American edu-tech and virtual reality company

CampusTours Inc. (formerly CampusTours LLC) operates CampusTours.com a directory of information about tours of higher education institutions including virtual tours, and CampusMaps.com a directory of information about the campus maps of Higher education institutions. CampusTours is located in Auburn, Maine, and is privately held.

==History==
CampusTours Inc. is a software services vendor and online directory with headquarters in Auburn, Maine, that is primarily known as a developer of virtual tours and interactive maps, and as the proprietor of CampusTours.com, a source for virtual college tours, and CampusMaps.com a source for campus maps. CampusTours was founded in 1997 by Christopher Carson in Pittsburgh, Pennsylvania. The company provided links to the virtual tours, interactive maps and videos of colleges and universities, and was supported by advertising revenue.

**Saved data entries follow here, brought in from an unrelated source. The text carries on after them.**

//! CSV table export
//!
//! The exported file is written next to its final path first and renamed
//! into place once complete, so a failed write never leaves a partial export
//! under the final name.

use crate::output::column_union;
use crate::output::traits::{OutputResult, TableSink};
use crate::record::ListingRecord;
use csv::Writer;
use std::fs::File;
use std::io::Write;
use std::path::Path;

/// Table sink writing CSV to any writer
pub struct CsvTableSink<W: Write> {
    writer: Writer<W>,
}

impl<W: Write> CsvTableSink<W> {
    pub fn new(inner: W) -> Self {
        Self {
            writer: Writer::from_writer(inner),
        }
    }

    /// Flushes and returns the underlying writer
    pub fn into_inner(self) -> OutputResult<W> {
        self.writer
            .into_inner()
            .map_err(|e| std::io::Error::new(e.error().kind(), e.to_string()).into())
    }
}

impl<W: Write> TableSink for CsvTableSink<W> {
    fn write_table(&mut self, records: &[ListingRecord]) -> OutputResult<()> {
        let columns = column_union(records);
        if columns.is_empty() {
            return Ok(());
        }

        self.writer.write_record(&columns)?;
        for record in records {
            self.writer
                .write_record(columns.iter().map(|column| record.get(column).unwrap_or("")))?;
        }
        self.writer.flush()?;

        Ok(())
    }
}

/// Writes records to a CSV file at `path`, replacing any existing file
///
/// # Arguments
///
/// * `records` - The aggregated result set
/// * `path` - Final path of the export
///
/// # Returns
///
/// * `Ok(())` - The complete file exists at `path`
/// * `Err(OutputError)` - Nothing was written under `path`
pub fn write_csv_file(records: &[ListingRecord], path: &Path) -> OutputResult<()> {
    let partial = path.with_extension("csv.partial");

    let result: OutputResult<()> = File::create(&partial)
        .map_err(Into::into)
        .and_then(|file| {
            let mut sink = CsvTableSink::new(file);
            sink.write_table(records)?;
            sink.into_inner()?.sync_all()?;
            Ok(())
        })
        .and_then(|()| std::fs::rename(&partial, path).map_err(Into::into));

    if result.is_err() {
        let _ = std::fs::remove_file(&partial);
    }

    result
}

In June 1999, CampusTours was acquired by the college services company College Enterprises Inc (later renamed iCollege Inc). Blackboard purchased iCollege/College Enterprises in November 2000 and CampusTours became a part of Blackboard. CampusTours was spun out of Blackboard in 2001 as a separate company (CampusTours Inc.) and moved to Maine. In 2002 CampusTours began building tours for colleges and universities, and in 2004 CampusTours debuted the first version of the company's multimedia engine tour software system. CampusTours now builds content-managed virtual tours and interactive maps.